And so those are kind of the two techniques
that interplay in the talk I gave.
That's particularly interesting
because I actually overheard a hallway conversation
from people saying how they didn't really understand small object
optimizations and they wish they had more information
on it. I mean, the idea
was to try and show people how
that can actually be one of the most effective
data structure techniques.
And that was your hybrid data structures course.
You did another one on undefined
behavior? Yeah, the second one was
I think actually a higher level
talk in a lot of ways.
It wasn't just kind of walking through techniques.
It was trying to give people a new set of ideas, a new set of language to use and terminology to use to talk about undefined behavior, to talk about problems in their code.

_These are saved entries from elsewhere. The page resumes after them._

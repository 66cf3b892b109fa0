// SPDX-License-Identifier: BUSL-1.1
// Copyright (c) 2026 Alfred Jean LLC

//! Producer throttling when a queue outruns its slowest reader.
//!
//! Backpressure engages on a rollover when the file-id gap between writer
//! and minimum reader exceeds the configured bound, or when free disk drops
//! below the configured number of roll-sized blocks. Once engaged, every
//! injection pays ~100 ms until the queue has fully caught up *and* the
//! disk condition has cleared.

use crate::shutdown::Shutdown;
use hs_storage::QueueWriter;
use parking_lot::Mutex;
use std::sync::atomic::{AtomicBool, Ordering};
use std::time::{Duration, Instant};
use tracing::warn;

/// Per-injection throttle while engaged.
const THROTTLE: Duration = Duration::from_millis(100);

/// Release checks are rate limited to one per second.
const CHECK_INTERVAL: Duration = Duration::from_secs(1);

pub struct Backpressure {
    /// File-id gap bound; zero disables.
    limit: u64,
    /// Free-disk bound in roll-sized blocks; zero disables.
    df_limit: u64,
    roll_size: u64,
    engaged: AtomicBool,
    last_check: Mutex<Option<Instant>>,
}

impl Backpressure {
    pub fn new(limit: u64, df_limit: u64, roll_size: u64) -> Self {
        Self {
            limit,
            df_limit,
            roll_size,
            engaged: AtomicBool::new(false),
            last_check: Mutex::new(None),
        }
    }

    pub fn engaged(&self) -> bool {
        self.engaged.load(Ordering::Acquire)
    }

    /// Evaluate the engage conditions after an append that rolled the file.
    pub fn after_roll(&self, queue: &QueueWriter) {
        if self.engaged() {
            return;
        }
        if self.limit > 0 && queue.backlog() > self.limit {
            self.engaged.store(true, Ordering::Release);
            warn!(queue = %queue.kind(), "applying backpressure (checkpoint)");
            return;
        }
        if self.df_limit > 0 && self.disk_blocks_free(queue) <= self.df_limit {
            self.engaged.store(true, Ordering::Release);
            warn!(queue = %queue.kind(), "applying backpressure (disk)");
        }
    }

    /// Throttle the calling producer while engaged, re-checking release at
    /// most once per second. The sleep is shutdown aware.
    pub fn throttle(&self, queue: &QueueWriter, shutdown: &Shutdown) {
        if !self.engaged() {
            return;
        }
        {
            let mut last = self.last_check.lock();
            let due = last.map(|t| t.elapsed() >= CHECK_INTERVAL).unwrap_or(true);
            if due {
                *last = Some(Instant::now());
                let disk_ok = self.df_limit == 0 || self.disk_blocks_free(queue) > self.df_limit;
                // even when disk triggered, stay engaged until the queue
                // has caught up too
                if queue.backlog() == 0 && disk_ok {
                    self.engaged.store(false, Ordering::Release);
                    warn!(queue = %queue.kind(), "releasing backpressure");
                    return;
                }
            }
        }
        shutdown.wait_timeout(THROTTLE);
    }

    fn disk_blocks_free(&self, queue: &QueueWriter) -> u64 {
        match fs2::available_space(queue.dir()) {
            Ok(bytes) => bytes / self.roll_size.max(1),
            Err(e) => {
                warn!(queue = %queue.kind(), error = %e, "disk free probe failed");
                u64::MAX
            }
        }
    }
}

#[cfg(test)]
#[path = "backpressure_tests.rs"]
mod tests;
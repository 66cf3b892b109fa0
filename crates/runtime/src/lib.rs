// SPDX-License-Identifier: BUSL-1.1
// Copyright (c) 2026 Alfred Jean LLC

// Allow panic!/unwrap/expect in test code
#![cfg_attr(test, allow(clippy::panic))]
#![cfg_attr(test, allow(clippy::unwrap_used))]
#![cfg_attr(test, allow(clippy::expect_used))]

//! The Hindsight pipeline runtime: plugin registries, the input, analysis,
//! and output stage runtimes, the checkpoint/stats writer, backpressure,
//! and the shared shutdown signal.
//!
//! Each worker thread is its own failure domain: a plugin that terminates
//! is detached without disturbing its neighbors, while failures of shared
//! infrastructure (queue writers, the checkpoint store) take the process
//! down to protect durability.

mod analysis;
mod backpressure;
mod checkpoint_writer;
mod context;
mod inject;
mod input;
mod output;
mod registry;
mod shutdown;
#[cfg(test)]
mod test_helpers;
mod util;

use hs_core::ConfigError;
use hs_matcher::MatcherError;
use hs_sandbox::SandboxError;
use hs_storage::{CheckpointError, QueueError};
use std::path::PathBuf;
use thiserror::Error;

pub use analysis::{AnalysisRuntime, AnalysisShared, ANALYSIS_READER};
pub use backpressure::Backpressure;
pub use checkpoint_writer::CheckpointWriter;
pub use context::PipelineContext;
pub use input::{InputPlugin, InputRuntime, InputState};
pub use output::{OutputRuntime, OutputShared, OutputState};
pub use registry::Registry;
pub use shutdown::Shutdown;
pub use util::{now_ns, write_error_file};

/// Construction-time runtime failures.
#[derive(Debug, Error)]
pub enum RuntimeError {
    #[error("{path}: {source}")]
    Io {
        path: PathBuf,
        source: std::io::Error,
    },
    #[error(transparent)]
    Queue(#[from] QueueError),
    #[error(transparent)]
    Checkpoint(#[from] CheckpointError),
    #[error(transparent)]
    Matcher(#[from] MatcherError),
    #[error(transparent)]
    Sandbox(#[from] SandboxError),
    #[error(transparent)]
    Config(#[from] ConfigError),
}
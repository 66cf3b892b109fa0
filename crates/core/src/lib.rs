// SPDX-License-Identifier: BUSL-1.1
// Copyright (c) 2026 Alfred Jean LLC

// Allow panic!/unwrap/expect in test code
#![cfg_attr(test, allow(clippy::panic))]
#![cfg_attr(test, allow(clippy::unwrap_used))]
#![cfg_attr(test, allow(clippy::expect_used))]

//! Core types for the Hindsight pipeline: the message record, the on-disk
//! frame codec, running statistics, and configuration.

pub mod codec;
pub mod config;
mod message;
mod stats;

pub use config::{
    load_plugin_configs, Config, ConfigError, PluginConfig, PluginDefaults, PluginKind, ReadQueue,
};
pub use message::{Field, FieldRef, FieldValue, Message, DEFAULT_SEVERITY, UUID_SIZE};
pub use stats::{PluginStats, RunningStats};
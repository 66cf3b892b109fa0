// SPDX-License-Identifier: BUSL-1.1
// Copyright (c) 2026 Alfred Jean LLC

use super::*;
use crate::testing::{FakeSandbox, RecordingHost};
use crate::{NativeEngine, ResourceUsage};
use hs_core::PluginKind;

fn limits() -> RuntimeLimits {
    RuntimeLimits {
        memory_bytes: 1024,
        instructions: 1000,
        output_bytes: 512,
        max_message_size: 64 * 1024,
    }
}

fn spec(name: &str) -> SandboxSpec {
    SandboxSpec {
        kind: PluginKind::Input,
        name: name.to_owned(),
        source: "fake".into(),
        limits: limits(),
        config: toml::Table::new(),
        state_path: None,
    }
}

fn engine_with(factory: impl Fn() -> FakeSandbox + Send + Sync + 'static) -> NativeEngine {
    let mut engine = NativeEngine::new();
    engine.register("fake", move |_| Ok(Box::new(factory())));
    engine
}

#[test]
fn lifecycle_progression() {
    let engine = engine_with(FakeSandbox::new);
    let mut host = SandboxHost::create(&engine, spec("p")).unwrap();
    assert_eq!(host.state(), LifecycleState::Created);

    host.init().unwrap();
    assert_eq!(host.state(), LifecycleState::Initialized);

    let mut ctx = RecordingHost::default();
    assert_eq!(host.process(None, None, None, &mut ctx), ProcessResult::Sent);
    assert_eq!(host.state(), LifecycleState::Running);

    host.stop();
    assert_eq!(host.state(), LifecycleState::Stopping);

    host.destroy();
    assert_eq!(host.state(), LifecycleState::Terminated);
}

#[test]
fn process_before_init_is_fatal() {
    let engine = engine_with(FakeSandbox::new);
    let mut host = SandboxHost::create(&engine, spec("p")).unwrap();
    let mut ctx = RecordingHost::default();
    assert!(matches!(
        host.process(None, None, None, &mut ctx),
        ProcessResult::Fatal(_)
    ));
}

#[test]
fn init_failure_terminates() {
    let engine = engine_with(|| FakeSandbox::new().failing_init("boom"));
    let mut host = SandboxHost::create(&engine, spec("p")).unwrap();
    assert!(host.init().is_err());
    assert_eq!(host.state(), LifecycleState::Terminated);
    assert_eq!(host.last_error(), Some("boom"));
}

#[test]
fn fatal_result_records_error() {
    let engine = engine_with(|| {
        FakeSandbox::new().on_process(|_, _| ProcessResult::Fatal("bad return".into()))
    });
    let mut host = SandboxHost::create(&engine, spec("p")).unwrap();
    host.init().unwrap();
    let mut ctx = RecordingHost::default();
    assert!(matches!(
        host.process(None, None, None, &mut ctx),
        ProcessResult::Fatal(_)
    ));
    assert_eq!(host.state(), LifecycleState::Terminated);
    assert_eq!(host.last_error(), Some("bad return"));

    // further calls stay fatal without touching the sandbox
    assert!(matches!(
        host.process(None, None, None, &mut ctx),
        ProcessResult::Fatal(_)
    ));
}

#[yare::parameterized(
    memory       = { ResourceUsage { mem_cur: 2048, ..Default::default() }, "memory" },
    instructions = { ResourceUsage { ins_max: 5000, ..Default::default() }, "instruction" },
    output       = { ResourceUsage { out_max: 4096, ..Default::default() }, "output" },
)]
fn budget_overrun_terminates(usage: ResourceUsage, what: &str) {
    let engine = engine_with(move || FakeSandbox::new().with_usage(usage));
    let mut host = SandboxHost::create(&engine, spec("p")).unwrap();
    host.init().unwrap();
    let mut ctx = RecordingHost::default();
    match host.process(None, None, None, &mut ctx) {
        ProcessResult::Fatal(e) => assert!(e.contains(what), "{e}"),
        other => panic!("expected fatal, got {other:?}"),
    }
}

#[test]
fn usage_within_budget_passes_through() {
    let usage = ResourceUsage {
        mem_cur: 100,
        mem_max: 200,
        out_max: 50,
        ins_max: 10,
    };
    let engine = engine_with(move || FakeSandbox::new().with_usage(usage));
    let mut host = SandboxHost::create(&engine, spec("p")).unwrap();
    host.init().unwrap();
    let mut ctx = RecordingHost::default();
    assert_eq!(host.process(None, None, None, &mut ctx), ProcessResult::Sent);
    assert_eq!(host.usage().mem_max, 200);
}

#[test]
fn destroy_reports_state_error() {
    let engine = engine_with(|| FakeSandbox::new().on_destroy(|_| Some("write failed".into())));
    let mut host = SandboxHost::create(&engine, spec("p")).unwrap();
    host.init().unwrap();
    assert_eq!(host.destroy(), Some("write failed".into()));
    // second destroy is a no-op
    assert_eq!(host.destroy(), None);
}
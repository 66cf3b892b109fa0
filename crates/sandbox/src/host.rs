// SPDX-License-Identifier: BUSL-1.1
// Copyright (c) 2026 Alfred Jean LLC

//! Lifecycle wrapper around one sandbox instance.
//!
//! The host enforces the created/initialized/running/stopping/terminated
//! progression, converts resource-budget violations into
//! termination, and keeps the last error text for the plugin's `.err` file.

use crate::{
    Host, ProcessResult, ResourceUsage, RuntimeLimits, Sandbox, SandboxEngine, SandboxError,
    SandboxSpec,
};
use hs_core::Message;
use hs_storage::Checkpoint;
use std::path::PathBuf;
use tracing::warn;

#[derive(Debug, Clone, Copy, PartialEq, Eq)]
pub enum LifecycleState {
    Created,
    Initialized,
    Running,
    Stopping,
    Terminated,
}

/// One hosted plugin with its lifecycle state.
pub struct SandboxHost {
    name: String,
    sandbox: Option<Box<dyn Sandbox>>,
    state: LifecycleState,
    last_error: Option<String>,
    limits: RuntimeLimits,
    state_path: Option<PathBuf>,
    usage: ResourceUsage,
}

impl SandboxHost {
    /// Construct the sandbox through the engine.
    pub fn create(engine: &dyn SandboxEngine, spec: SandboxSpec) -> Result<Self, SandboxError> {
        let sandbox = engine.create(&spec)?;
        Ok(Self {
            name: spec.name,
            sandbox: Some(sandbox),
            state: LifecycleState::Created,
            last_error: None,
            limits: spec.limits,
            state_path: spec.state_path,
            usage: ResourceUsage::default(),
        })
    }

    pub fn name(&self) -> &str {
        &self.name
    }

    pub fn state(&self) -> LifecycleState {
        self.state
    }

    pub fn is_running(&self) -> bool {
        matches!(
            self.state,
            LifecycleState::Initialized | LifecycleState::Running
        )
    }

    pub fn last_error(&self) -> Option<&str> {
        self.last_error.as_deref()
    }

    pub fn usage(&self) -> ResourceUsage {
        self.usage
    }

    /// Run the plugin's top-level code.
    pub fn init(&mut self) -> Result<(), SandboxError> {
        if self.state != LifecycleState::Created {
            return Err(SandboxError::Init(format!(
                "{}: init from state {:?}",
                self.name, self.state
            )));
        }
        match self.sandbox.as_mut() {
            Some(sandbox) => match sandbox.init() {
                Ok(()) => {
                    self.state = LifecycleState::Initialized;
                    Ok(())
                }
                Err(e) => {
                    self.terminate(&e.to_string());
                    Err(e)
                }
            },
            None => Err(SandboxError::Terminated("sandbox already destroyed".into())),
        }
    }

    /// Drive `process_message`, folding protocol violations and budget
    /// overruns into termination.
    pub fn process(
        &mut self,
        msg: Option<&Message>,
        checkpoint: Option<&Checkpoint>,
        sequence_id: Option<u64>,
        host: &mut dyn Host,
    ) -> ProcessResult {
        let Some(sandbox) = self.runnable() else {
            return ProcessResult::Fatal(self.terminated_error());
        };
        let result = sandbox.process_message(msg, checkpoint, sequence_id, host);
        self.absorb(result)
    }

    /// Drive `timer_event`.
    pub fn timer(&mut self, now_ns: i64, shutdown: bool, host: &mut dyn Host) -> ProcessResult {
        let Some(sandbox) = self.runnable() else {
            return ProcessResult::Fatal(self.terminated_error());
        };
        let result = sandbox.timer_event(now_ns, shutdown, host);
        self.absorb(result)
    }

    /// Request cooperative cancellation at the plugin's next yield point.
    pub fn stop(&mut self) {
        if let Some(sandbox) = self.sandbox.as_mut() {
            sandbox.stop();
        }
        if self.state != LifecycleState::Terminated {
            self.state = LifecycleState::Stopping;
        }
    }

    /// Force the plugin into the terminated state with an error.
    pub fn terminate(&mut self, error: &str) {
        warn!(plugin = %self.name, error, "sandbox terminated");
        self.state = LifecycleState::Terminated;
        self.last_error = Some(error.to_owned());
    }

    /// Release the sandbox, persisting state when configured. Returns the
    /// engine's error text when state serialization failed.
    pub fn destroy(&mut self) -> Option<String> {
        let sandbox = self.sandbox.take()?;
        self.state = LifecycleState::Terminated;
        sandbox.destroy(self.state_path.as_deref())
    }

    fn runnable(&mut self) -> Option<&mut Box<dyn Sandbox>> {
        match self.state {
            LifecycleState::Initialized => {
                self.state = LifecycleState::Running;
                self.sandbox.as_mut()
            }
            // a stopping plugin still gets its in-flight call
            LifecycleState::Running | LifecycleState::Stopping => self.sandbox.as_mut(),
            LifecycleState::Created | LifecycleState::Terminated => None,
        }
    }

    fn terminated_error(&self) -> String {
        self.last_error
            .clone()
            .unwrap_or_else(|| "not runnable".to_owned())
    }

    fn absorb(&mut self, result: ProcessResult) -> ProcessResult {
        if let Some(sandbox) = self.sandbox.as_ref() {
            self.usage = sandbox.usage();
        }
        if let ProcessResult::Fatal(err) = &result {
            self.terminate(err);
            return result;
        }
        if let Some(err) = self.over_budget() {
            self.terminate(&err);
            return ProcessResult::Fatal(err);
        }
        result
    }

    fn over_budget(&self) -> Option<String> {
        if self.limits.memory_bytes > 0 && self.usage.mem_cur > self.limits.memory_bytes {
            return Some(format!(
                "memory limit exceeded: {} > {}",
                self.usage.mem_cur, self.limits.memory_bytes
            ));
        }
        if self.limits.instructions > 0 && self.usage.ins_max > self.limits.instructions {
            return Some(format!(
                "instruction limit exceeded: {} > {}",
                self.usage.ins_max, self.limits.instructions
            ));
        }
        if self.limits.output_bytes > 0 && self.usage.out_max > self.limits.output_bytes {
            return Some(format!(
                "output limit exceeded: {} > {}",
                self.usage.out_max, self.limits.output_bytes
            ));
        }
        None
    }
}

#[cfg(test)]
#[path = "host_tests.rs"]
mod tests;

There's been a tremendous amount of frustration and friction in the C++ community and in the
wider programming community around undefined behavior and bugs and security exploits that
stem from undefined behavior.
And I actually think that all of that really misses the key thing.
These bugs and the security exploits, they don't stem from undefined behavior. They stem from the fact that we have incorrect programs
because either the programmers didn't realize that there was a bug in their code
or because we've designed the language, we've designed an API in a way
that makes it brittle in the face of reasonable programs.
It's hard to actually use the language of the APIs correctly.
And once we start focusing on
whether it's easy or hard to use
the language of the API correctly
and how you can use it incorrectly
and what it means for a language feature
to be used incorrectly in the same way
that an API can be used incorrectly,
we can start realizing where the trade-offs
really lie.
We're actually making a conscious trade-off sometimes
to provide language features that have very narrow scope.
They end up with narrow contracts.
They end up with very narrow use cases.
And if you go outside of those use cases,
you end up with undefined behavior,
but that's because you end up with an invalid program,
not because we're just trying to break people's code.
And I tried to give some ideas about when this is a reasonable thing to do.
For example, when there is no hardware that is truly portable and universal that can implement
the behavior in a consistent and reasonable way.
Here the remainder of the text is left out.